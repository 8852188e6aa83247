use std::net::SocketAddr;

use anyhow::{Context, Result};
use tracing_subscriber::{layer::SubscriberExt, util::SubscriberInitExt};

use nearby_traveler::ServerConfig;
use nearby_traveler::api::{AppState, build_app};

#[tokio::main]
async fn main() -> Result<()> {
    // Initialize tracing/logging
    tracing_subscriber::registry()
        .with(
            tracing_subscriber::EnvFilter::try_from_default_env()
                .unwrap_or_else(|_| "nearby_traveler=info,server=info,tower_http=debug".into()),
        )
        .with(tracing_subscriber::fmt::layer())
        .init();

    // Read configuration from environment
    let config = ServerConfig::from_env();

    let store = config
        .build_store()
        .await
        .context("Failed to initialize travel plan store")?;

    let app = build_app(AppState::new(store, config.polling));

    // Bind server
    let addr = SocketAddr::from(([0, 0, 0, 0], config.port));
    tracing::info!("Server listening on {}", addr);

    // Run server with graceful shutdown
    let listener = tokio::net::TcpListener::bind(addr).await?;
    axum::serve(listener, app)
        .with_graceful_shutdown(shutdown_signal())
        .await
        .context("Server error")?;

    tracing::info!("Server shut down gracefully");
    Ok(())
}

/// Graceful shutdown signal handler
async fn shutdown_signal() {
    use tokio::signal;

    let ctrl_c = async {
        signal::ctrl_c()
            .await
            .expect("failed to install Ctrl+C handler");
    };

    #[cfg(unix)]
    let terminate = async {
        signal::unix::signal(signal::unix::SignalKind::terminate())
            .expect("failed to install signal handler")
            .recv()
            .await;
    };

    #[cfg(not(unix))]
    let terminate = std::future::pending::<()>();

    tokio::select! {
        _ = ctrl_c => {
            tracing::info!("Received Ctrl+C, shutting down gracefully...");
        }
        _ = terminate => {
            tracing::info!("Received SIGTERM, shutting down gracefully...");
        }
    }
}
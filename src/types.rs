use chrono::NaiveDate;
use serde::{Deserialize, Serialize};
use std::fmt;

use crate::dates::PlanWindow;

/// Account type as reported by the REST API's `userType` field
#[derive(Debug, Clone, Copy, Default, PartialEq, Eq, Serialize, Deserialize)]
#[serde(rename_all = "lowercase", from = "Option<String>")]
pub enum UserType {
    #[default]
    Local,
    Traveler,
    Business,
}

impl UserType {
    /// Parse from the API string. Unknown values are treated as locals.
    pub fn from_api(value: &str) -> Self {
        match value.trim().to_ascii_lowercase().as_str() {
            "traveler" | "traveller" => Self::Traveler,
            "business" => Self::Business,
            _ => Self::Local,
        }
    }
}

impl From<Option<String>> for UserType {
    fn from(value: Option<String>) -> Self {
        value.as_deref().map(Self::from_api).unwrap_or_default()
    }
}

impl fmt::Display for UserType {
    fn fmt(&self, f: &mut fmt::Formatter<'_>) -> fmt::Result {
        match self {
            Self::Local => write!(f, "local"),
            Self::Traveler => write!(f, "traveler"),
            Self::Business => write!(f, "business"),
        }
    }
}

/// User profile as served by `GET /api/users/:userId`
#[derive(Debug, Clone, Default, PartialEq, Serialize, Deserialize)]
#[serde(rename_all = "camelCase")]
pub struct User {
    pub id: i64,
    #[serde(default)]
    pub username: String,
    #[serde(default)]
    pub user_type: UserType,
    #[serde(default)]
    pub hometown_city: Option<String>,
    #[serde(default)]
    pub hometown_state: Option<String>,
    #[serde(default)]
    pub hometown_country: Option<String>,
    /// Free-text current location override. For business accounts this is
    /// the business address.
    #[serde(default)]
    pub location: Option<String>,
}

impl User {
    pub fn hometown_city(&self) -> &str {
        self.hometown_city.as_deref().map(str::trim).unwrap_or("")
    }

    pub fn location_override(&self) -> Option<&str> {
        self.location
            .as_deref()
            .map(str::trim)
            .filter(|s| !s.is_empty())
    }

    pub fn is_business(&self) -> bool {
        self.user_type == UserType::Business
    }
}

/// Travel plan record from `GET /api/travel-plans/:userId`.
///
/// Dates are kept as the raw strings the API sent; they are parsed lazily
/// and a plan with unparseable dates simply never becomes active.
#[derive(Debug, Clone, Default, PartialEq, Serialize, Deserialize)]
#[serde(rename_all = "camelCase")]
pub struct TravelPlan {
    #[serde(default)]
    pub id: Option<i64>,
    #[serde(default)]
    pub user_id: Option<i64>,
    #[serde(default)]
    pub destination: String,
    #[serde(default)]
    pub start_date: Option<String>,
    #[serde(default)]
    pub end_date: Option<String>,
    /// Status string stored by the API. Informational only, see `status_on`.
    #[serde(default, skip_serializing_if = "Option::is_none")]
    pub status: Option<String>,
}

impl TravelPlan {
    pub fn new(destination: impl Into<String>, start: &str, end: Option<&str>) -> Self {
        Self {
            destination: destination.into(),
            start_date: Some(start.to_string()),
            end_date: end.map(str::to_string),
            ..Default::default()
        }
    }

    pub fn with_id(mut self, id: i64) -> Self {
        self.id = Some(id);
        self
    }

    /// Parsed date window, or `None` if the dates are malformed
    pub fn window(&self) -> Option<PlanWindow> {
        PlanWindow::parse(self.start_date.as_deref()?, self.end_date.as_deref())
    }

    /// Status derived from the plan dates relative to `today`
    pub fn status_on(&self, today: NaiveDate) -> PlanStatus {
        match self.window() {
            Some(window) if window.contains(today) => PlanStatus::Active,
            Some(window) if today < window.start => PlanStatus::Upcoming,
            Some(_) => PlanStatus::Past,
            None => PlanStatus::Unknown,
        }
    }
}

/// Lifecycle of a travel plan relative to a given day
#[derive(Debug, Clone, Copy, PartialEq, Eq, Serialize)]
#[serde(rename_all = "lowercase")]
pub enum PlanStatus {
    Upcoming,
    Active,
    Past,
    /// Dates could not be parsed
    Unknown,
}

impl fmt::Display for PlanStatus {
    fn fmt(&self, f: &mut fmt::Formatter<'_>) -> fmt::Result {
        match self {
            Self::Upcoming => write!(f, "upcoming"),
            Self::Active => write!(f, "active"),
            Self::Past => write!(f, "past"),
            Self::Unknown => write!(f, "unknown"),
        }
    }
}

/// Where a user is right now. Derived on demand, never persisted.
#[derive(Debug, Clone, PartialEq, Eq, Serialize)]
#[serde(rename_all = "camelCase")]
pub struct ResolvedLocation {
    pub is_traveling: bool,
    pub travel_to: Option<String>,
    /// Formatted hometown ("City", "City, State" or "City, Country")
    pub hometown: String,
}

#[cfg(test)]
mod tests {
    use super::*;

    fn day(s: &str) -> NaiveDate {
        NaiveDate::parse_from_str(s, "%Y-%m-%d").unwrap()
    }

    #[test]
    fn test_user_from_api_json() {
        let json = r#"{
            "id": 7,
            "username": "maria",
            "userType": "traveler",
            "hometownCity": "Austin",
            "hometownState": "TX",
            "hometownCountry": "United States",
            "location": null,
            "bio": "ignored"
        }"#;
        let user: User = serde_json::from_str(json).unwrap();
        assert_eq!(user.id, 7);
        assert_eq!(user.user_type, UserType::Traveler);
        assert_eq!(user.hometown_city(), "Austin");
        assert_eq!(user.location_override(), None);
    }

    #[test]
    fn test_unknown_user_type_is_local() {
        let user: User = serde_json::from_str(r#"{"id": 1, "userType": "admin"}"#).unwrap();
        assert_eq!(user.user_type, UserType::Local);

        let user: User = serde_json::from_str(r#"{"id": 1}"#).unwrap();
        assert_eq!(user.user_type, UserType::Local);
        assert_eq!(user.hometown_city(), "");

        let user: User =
            serde_json::from_str(r#"{"id": 1, "userType": null, "hometownCity": "Lima"}"#).unwrap();
        assert_eq!(user.user_type, UserType::Local);
        assert_eq!(user.hometown_city(), "Lima");
    }

    #[test]
    fn test_user_type_serializes_lowercase() {
        assert_eq!(
            serde_json::to_string(&UserType::Business).unwrap(),
            "\"business\""
        );
        assert_eq!(UserType::from_api(" Traveller "), UserType::Traveler);
    }

    #[test]
    fn test_plan_status_on() {
        let plan = TravelPlan::new("Paris, France", "2024-01-01", Some("2024-01-10"));
        assert_eq!(plan.status_on(day("2023-12-31")), PlanStatus::Upcoming);
        assert_eq!(plan.status_on(day("2024-01-01")), PlanStatus::Active);
        assert_eq!(plan.status_on(day("2024-01-10")), PlanStatus::Active);
        assert_eq!(plan.status_on(day("2024-01-11")), PlanStatus::Past);
    }

    #[test]
    fn test_open_ended_plan_never_past() {
        let plan = TravelPlan::new("Lisbon", "2024-01-01", None);
        assert_eq!(plan.status_on(day("2030-06-01")), PlanStatus::Active);
    }

    #[test]
    fn test_malformed_plan_status_unknown() {
        let plan = TravelPlan::new("Rome", "next tuesday", None);
        assert_eq!(plan.status_on(day("2024-01-01")), PlanStatus::Unknown);

        let plan = TravelPlan {
            destination: "Rome".into(),
            ..Default::default()
        };
        assert_eq!(plan.status_on(day("2024-01-01")), PlanStatus::Unknown);
    }

    #[test]
    fn test_plan_from_api_json() {
        let json = r#"[{"id": 3, "userId": 7, "destination": "Tokyo, Japan",
            "startDate": "2024-03-01T00:00:00.000Z", "endDate": null, "status": "planned"}]"#;
        let plans: Vec<TravelPlan> = serde_json::from_str(json).unwrap();
        assert_eq!(plans[0].id, Some(3));
        assert_eq!(plans[0].end_date, None);
        assert_eq!(plans[0].status.as_deref(), Some("planned"));
        assert_eq!(plans[0].status_on(day("2024-03-02")), PlanStatus::Active);
    }
}
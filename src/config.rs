use std::env;
use std::fmt::Display;
use std::path::PathBuf;
use std::str::FromStr;
use std::time::Duration;

use anyhow::{Context, Result};
use serde::Serialize;

use crate::store::{ApiStore, MemoryStore, Store};

const DEFAULT_PORT: u16 = 3000;
const DEFAULT_API_TIMEOUT_SECS: u64 = 10;
const DEFAULT_WEATHER_REFRESH_SECS: u64 = 300;
const DEFAULT_DISCOVERY_REFRESH_SECS: u64 = 120;

/// How often polling widgets should refetch, in seconds
#[derive(Debug, Clone, Copy, PartialEq, Eq, Serialize)]
#[serde(rename_all = "camelCase")]
pub struct PollingIntervals {
    pub weather_secs: u64,
    pub discovery_secs: u64,
}

impl Default for PollingIntervals {
    fn default() -> Self {
        Self {
            weather_secs: DEFAULT_WEATHER_REFRESH_SECS,
            discovery_secs: DEFAULT_DISCOVERY_REFRESH_SECS,
        }
    }
}

/// Server configuration
#[derive(Debug, Clone)]
pub struct ServerConfig {
    pub port: u16,
    /// Base URL of the upstream REST API. Unset means in-memory store.
    pub api_url: Option<String>,
    pub api_timeout: Duration,
    /// JSON seed for the in-memory store
    pub seed_file: Option<PathBuf>,
    pub polling: PollingIntervals,
}

impl Default for ServerConfig {
    fn default() -> Self {
        Self {
            port: DEFAULT_PORT,
            api_url: None,
            api_timeout: Duration::from_secs(DEFAULT_API_TIMEOUT_SECS),
            seed_file: None,
            polling: PollingIntervals::default(),
        }
    }
}

impl ServerConfig {
    pub fn from_env() -> Self {
        Self::from_lookup(|key| env::var(key).ok())
    }

    /// Build from an arbitrary key lookup. Unparseable values fall back to
    /// their defaults with a warning.
    pub fn from_lookup(lookup: impl Fn(&str) -> Option<String>) -> Self {
        let defaults = Self::default();
        Self {
            port: parse_or("PORT", &lookup, defaults.port),
            api_url: non_empty(lookup("NEARBY_API_URL")),
            api_timeout: Duration::from_secs(parse_or(
                "NEARBY_API_TIMEOUT_SECS",
                &lookup,
                DEFAULT_API_TIMEOUT_SECS,
            )),
            seed_file: non_empty(lookup("NEARBY_SEED_FILE")).map(PathBuf::from),
            polling: PollingIntervals {
                weather_secs: parse_or("WEATHER_REFRESH_SECS", &lookup, DEFAULT_WEATHER_REFRESH_SECS),
                discovery_secs: parse_or(
                    "DISCOVERY_REFRESH_SECS",
                    &lookup,
                    DEFAULT_DISCOVERY_REFRESH_SECS,
                ),
            },
        }
    }

    /// Build the store this configuration points at
    pub async fn build_store(&self) -> Result<Store> {
        if let Some(ref url) = self.api_url {
            tracing::info!("Using upstream API at {}", url);
            let store = ApiStore::new(url, self.api_timeout).context("Failed to create API store")?;
            return Ok(Store::Api(store));
        }

        match self.seed_file {
            Some(ref path) => {
                tracing::info!("Using in-memory store seeded from {}", path.display());
                Ok(Store::Memory(MemoryStore::from_seed_file(path).await?))
            }
            None => {
                tracing::info!("Using empty in-memory store");
                Ok(Store::Memory(MemoryStore::new()))
            }
        }
    }
}

fn non_empty(value: Option<String>) -> Option<String> {
    value.map(|v| v.trim().to_string()).filter(|v| !v.is_empty())
}

fn parse_or<T>(key: &str, lookup: &impl Fn(&str) -> Option<String>, default: T) -> T
where
    T: FromStr + Display,
    T::Err: Display,
{
    let Some(raw) = non_empty(lookup(key)) else {
        return default;
    };
    raw.parse().unwrap_or_else(|e| {
        tracing::warn!("Invalid {} value '{}': {}, using default {}", key, raw, e, default);
        default
    })
}

#[cfg(test)]
mod tests {
    use super::*;
    use std::collections::HashMap;

    fn lookup(pairs: &[(&str, &str)]) -> impl Fn(&str) -> Option<String> {
        let map: HashMap<String, String> = pairs
            .iter()
            .map(|(k, v)| (k.to_string(), v.to_string()))
            .collect();
        move |key| map.get(key).cloned()
    }

    #[test]
    fn test_defaults() {
        let config = ServerConfig::from_lookup(lookup(&[]));
        assert_eq!(config.port, 3000);
        assert_eq!(config.api_url, None);
        assert_eq!(config.api_timeout, Duration::from_secs(10));
        assert_eq!(config.polling.weather_secs, 300);
        assert_eq!(config.polling.discovery_secs, 120);
    }

    #[test]
    fn test_overrides() {
        let config = ServerConfig::from_lookup(lookup(&[
            ("PORT", "8080"),
            ("NEARBY_API_URL", "http://api.internal:5000"),
            ("WEATHER_REFRESH_SECS", "180"),
            ("NEARBY_SEED_FILE", "seed.json"),
        ]));
        assert_eq!(config.port, 8080);
        assert_eq!(config.api_url.as_deref(), Some("http://api.internal:5000"));
        assert_eq!(config.polling.weather_secs, 180);
        assert_eq!(config.seed_file, Some(PathBuf::from("seed.json")));
    }

    #[test]
    fn test_invalid_values_fall_back() {
        let config = ServerConfig::from_lookup(lookup(&[
            ("PORT", "not-a-port"),
            ("NEARBY_API_URL", "   "),
            ("DISCOVERY_REFRESH_SECS", "-5"),
        ]));
        assert_eq!(config.port, 3000);
        assert_eq!(config.api_url, None);
        assert_eq!(config.polling.discovery_secs, 120);
    }

    #[tokio::test]
    async fn test_build_store_defaults_to_memory() {
        let store = ServerConfig::default().build_store().await.unwrap();
        assert!(matches!(store, Store::Memory(_)));
    }

    #[tokio::test]
    async fn test_build_store_missing_seed_errors() {
        let config = ServerConfig {
            seed_file: Some(PathBuf::from("/nonexistent/seed.json")),
            ..Default::default()
        };
        assert!(config.build_store().await.is_err());
    }
}
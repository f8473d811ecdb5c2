//! # Blueprint Kit UI Utilities (`common::ui`)
//!
//! File: cli/src/common/ui/mod.rs
//!
//! ## Overview
//!
//! Terminal interaction helpers for the `blueprint` command. Currently this is
//! the multi-select prompt used by `blueprint eject` when a template key
//! matches more than one file.
//!

/// Interactive prompts built on `dialoguer`.
pub mod prompts;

• • • •

** What you will do **
Give the number of lines in this material that include the string "crate", with no other text.

** Result of this task **
2